The lower 1.6 kilometre (1 mile) section from Waimangaroa was owned by the Wellington Coal Mining Company from the line's opening in 1877 until 1880, when the company folded. The line was then bought by the Koranui Coal Mining Company, which was building the Koranui Incline from the north bank of the Waimangaroa River, adjacent to the Wellington Mine, up Simms Spur to access its mine on Mt Frederick. This lower part of the line was bought by the Union Steam Ship Company of New Zealand on 1 August 1885, and then by the Westport Coal Company (which operated the nearby Denniston Incline) in February 1887. Prior to 1887, the Westport Coal Company had to pay high fees to carry coal over this part of the line, first to the Wellington Coal Mining Company and Koranui Coal Mining Company, then to the Union Steam Ship Company; ownership released the company from this difficulty.

The upper 1.1 kilometre (0.7 mile) section to Conns Creek was owned by the Westport Colliery Company (which was reformed into the Westport Coal Company in 1881) from its opening in 1879 until 1948.

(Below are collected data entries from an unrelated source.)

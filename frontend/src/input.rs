use gridsearch::{GridMap, PlaceKind, Point};

/// Converts a position relative to the grid's top left corner into the cell
/// under it. Anything outside the grid maps to `None`.
pub fn pixel_to_cell(x: f32, y: f32, cell_size: f32, grid_size: usize) -> Option<Point> {
    if x < 0.0 || y < 0.0 || cell_size <= 0.0 {
        return None;
    }
    let point = Point {
        row: (y / cell_size) as usize,
        col: (x / cell_size) as usize,
    };
    (point.row < grid_size && point.col < grid_size).then_some(point)
}

/// What a primary click places: the start first, then the end, then walls.
/// Clicking the start or the end itself places nothing.
pub fn primary_click_kind(map: &GridMap, point: Point) -> Option<PlaceKind> {
    match (map.start(), map.end()) {
        (None, end) if end != Some(point) => Some(PlaceKind::Start),
        (Some(start), None) if start != point => Some(PlaceKind::End),
        (start, end) if start != Some(point) && end != Some(point) => Some(PlaceKind::Wall),
        _ => None,
    }
}

/// Space starts a search unless one is running or a widget holds the
/// keyboard focus, since egui hands Space to the focused widget as well
pub fn space_starts_search(space_pressed: bool, widget_focused: bool, running: bool) -> bool {
    space_pressed && !widget_focused && !running
}
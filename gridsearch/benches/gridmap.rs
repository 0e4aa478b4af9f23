use criterion::{black_box, criterion_group, criterion_main, Criterion};
use gridsearch::{GridMap, PathFinder, Point, StepResult};

/// An open grid, optionally with a comb of walls that forces a winding path
fn build_map(size: usize, walls: bool) -> GridMap {
    let mut map = GridMap::new(size);

    if walls {
        for col in (2..size - 1).step_by(4) {
            for row in 0..size - 1 {
                map.set_wall(Point::new(row, col));
            }
        }
        for col in (4..size - 1).step_by(4) {
            for row in 1..size {
                map.set_wall(Point::new(row, col));
            }
        }
    }

    map.set_start(Point::new(0, 0));
    map.set_end(Point::new(size - 1, size - 1));
    map
}

fn bench_map(c: &mut Criterion, size: usize, walls: bool) {
    let map = build_map(size, walls);
    let name = if walls { "walled" } else { "open" };

    c.bench_function(&format!("map_{}_{}", name, size), |b| {
        b.iter(|| {
            let mut map = map.clone();
            let mut finder = PathFinder::new();
            finder.start(black_box(&mut map)).unwrap();
            let res = finder.finish(&mut map).unwrap();
            assert_eq!(res, StepResult::Found);
        })
    });
}

pub fn map_small(c: &mut Criterion) {
    bench_map(c, 20, false);
    bench_map(c, 20, true);
}

pub fn map_medium(c: &mut Criterion) {
    bench_map(c, 100, false);
    bench_map(c, 100, true);
}

pub fn map_large(c: &mut Criterion) {
    bench_map(c, 400, false);
    bench_map(c, 400, true);
}

criterion_group!(benches, map_small, map_medium, map_large);
criterion_main!(benches);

In 1948, the whole 2.7 kilometre (1.7 mile) Conns Creek Branch was taken over by the New Zealand State Mines Department, and on 25 September 1958 ownership passed to New Zealand Railways.

== Operation ==

The Conns Creek Branch was operated throughout its life by the New Zealand Railways Department (NZR), which also supplied all locomotives and rolling stock. It was a steep line, with a ruling grade of 1 in 37.

Motive power on the branch was always provided by steam locomotives. Traffic other than coal being conveyed to the harbour in Westport was insignificant. At the start of the 20th century, four trains operated each way daily; these were initially mixed trains as provisions were made to convey passengers (a passenger carriage attached to each train). These were removed in 1931 and the line became goods only.

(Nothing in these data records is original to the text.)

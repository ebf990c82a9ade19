use std::io;
use std::path::PathBuf;

use chrono::NaiveDate;
use thiserror::Error;

/// Reasons a photo could not be turned into a face signature.
#[derive(Debug, Clone, PartialEq, Eq, Error)]
pub enum ExtractionError {
    #[error("no face detected in photo")]
    NoFaceDetected,

    #[error("{count} faces detected in photo; expected exactly one")]
    MultipleFacesAmbiguous { count: usize },

    #[error("failed to decode photo: {message}")]
    DecodeError { message: String },

    #[error("face recognition model unavailable: {message}")]
    ModelUnavailable {
        path: Option<PathBuf>,
        message: String,
    },

    #[error("face encoder produced an unusable embedding: {message}")]
    InvalidEmbedding { message: String },
}

impl ExtractionError {
    /// Model failures happen while loading, before any request is served.
    pub fn is_fatal(&self) -> bool {
        matches!(self, ExtractionError::ModelUnavailable { .. })
    }

    /// Text meant for the student who submitted the photo.
    pub fn user_message(&self) -> &'static str {
        match self {
            ExtractionError::NoFaceDetected => "No face detected, please retake the photo.",
            ExtractionError::MultipleFacesAmbiguous { .. } => {
                "More than one face is visible, please retake the photo on your own."
            }
            ExtractionError::DecodeError { .. } => {
                "The photo could not be read, please submit a JPEG or PNG image."
            }
            ExtractionError::ModelUnavailable { .. } => {
                "Face recognition is unavailable, please contact an administrator."
            }
            ExtractionError::InvalidEmbedding { .. } => {
                "The photo could not be processed, please retake the photo."
            }
        }
    }
}

#[derive(Debug, Clone, PartialEq, Eq, Error)]
pub enum SignatureError {
    #[error("signature dimension must be greater than zero")]
    EmptyDimension,

    #[error("signature is corrupt: expected {expected} bytes, found {found}")]
    Corrupt { expected: usize, found: usize },

    #[error("signature dimension mismatch: expected {expected} values, found {found}")]
    DimensionMismatch { expected: usize, found: usize },

    #[error("signature value at index {index} is not finite")]
    NonFinite { index: usize },
}

#[derive(Debug, Error)]
pub enum SessionError {
    #[error("attendance session for {student_id} on {date} changed while it was being updated")]
    StorageConflict { student_id: String, date: NaiveDate },

    #[error("attendance session for {student_id} on {date} is busy; try again")]
    ConflictRetryExhausted { student_id: String, date: NaiveDate },

    #[error("failed to read attendance record {path}: {source}")]
    Read {
        path: PathBuf,
        #[source]
        source: io::Error,
    },

    #[error("failed to write attendance record {path}: {source}")]
    Write {
        path: PathBuf,
        #[source]
        source: io::Error,
    },

    #[error("attendance record {path} is invalid: {message}")]
    InvalidRecord { path: PathBuf, message: String },

    #[error("attendance store lock poisoned")]
    Poisoned,
}

impl SessionError {
    pub fn is_conflict(&self) -> bool {
        matches!(self, SessionError::StorageConflict { .. })
    }
}

/// Failures of `mark_attendance` that are not recognition outcomes.
#[derive(Debug, Error)]
pub enum AttendanceError {
    #[error("stored signature for {student_id} is unusable: {source}")]
    CorruptSignature {
        student_id: String,
        #[source]
        source: SignatureError,
    },

    #[error(transparent)]
    Session(#[from] SessionError),
}

#[derive(Debug, Error)]
pub enum SignatureStoreError {
    #[error("failed to read signature {path}: {source}")]
    Read {
        path: PathBuf,
        #[source]
        source: io::Error,
    },

    #[error("failed to write signature {path}: {source}")]
    Write {
        path: PathBuf,
        #[source]
        source: io::Error,
    },
}

#[derive(Debug, Clone, PartialEq, Eq, Error)]
#[error("invalid student id '{id}': {message}")]
pub struct InvalidStudentId {
    pub id: String,
    pub message: String,
}

#[derive(Debug, Clone, Copy, PartialEq, Error)]
#[error("match threshold must be a finite, non-negative number (got {0})")]
pub struct InvalidThreshold(pub f64);

#[derive(Debug, Clone, Copy, PartialEq, Eq, Error)]
#[error("UTC offset of {0} minutes is out of range")]
pub struct InvalidUtcOffset(pub i32);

For most of its life, essentially all traffic on the Conns Creek Branch was to or from the Denniston Incline. The Wellington Coal Mining Company's mine was unsuccessful and closed in 1880. From October 1882 until the beginning of 1887, coal from the Koranui Coal Mining Company's mine on Mount Frederick was brought – via the Koranui Incline and a bridge over the river – to sidings 1.2 kilometres (0.75 miles) up the branch. The Koranui mine and incline closed in 1887.

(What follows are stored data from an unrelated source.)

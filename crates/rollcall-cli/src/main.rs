use std::process::ExitCode;

use clap::Parser;
use rollcall_cli::cli::Cli;
use rollcall_cli::commands::CommandHandler;
use rollcall_cli::output::render_error;
use tracing_subscriber::prelude::*;
use tracing_subscriber::{fmt, EnvFilter};

fn main() -> ExitCode {
    let cli = Cli::parse();
    let mode = cli.output_mode();
    let verbose = cli.verbose;
    init_tracing(verbose);

    let handler: Box<dyn CommandHandler> = cli.command.into();
    match handler.execute(mode, verbose > 0) {
        Ok(code) => code,
        Err(err) => {
            render_error(&err, mode);
            err.exit_code()
        }
    }
}

fn init_tracing(verbose: u8) {
    let level = match verbose {
        0 => "info",
        1 => "debug",
        _ => "trace",
    };
    let env_filter = EnvFilter::try_from_default_env().unwrap_or_else(|_| EnvFilter::new(level));
    let fmt_layer = fmt::layer()
        .with_target(false)
        .with_writer(std::io::stderr)
        .with_filter(env_filter);

    let registry = tracing_subscriber::registry().with(fmt_layer);
    if tracing::subscriber::set_global_default(registry).is_err() {
        // Already initialised.
    }
}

Traffic was in significant decline by the time the railway passed into NZR ownership, and trains no longer ran through to Westport; a shunting locomotive based in Waimangaroa shuttled wagons up and down the branch, and Seddonville Branch trains took the wagons between Waimangaroa and Westport. The Denniston Incline closed on 16 August 1967, and much of the Conns Creek Branch subsequently closed in November 1967. A one kilometre long portion to a location known as East Backshunt (essentially a long siding from the Waimangaroa yard) was retained to receive coal carried by truck from the Denniston plateau. This operated for only a short time before being closed and the track lifted.

== The branch today ==

Although remnants of closed railways deteriorate and disappear over time due to natural and human activity, some remains of the Conns Creek Branch still exist. Some of the old formation is still visible and a road to the foot of the Denniston Incline follows it for 1.3 kilometres (0.8 miles). At the Conns Creek terminus are a couple of 'Q' class coal wagons (hopper wagons of the type used on the incline), a crane, stone retaining walls, and other relics. From this point, the remains of the incline extend up to Denniston.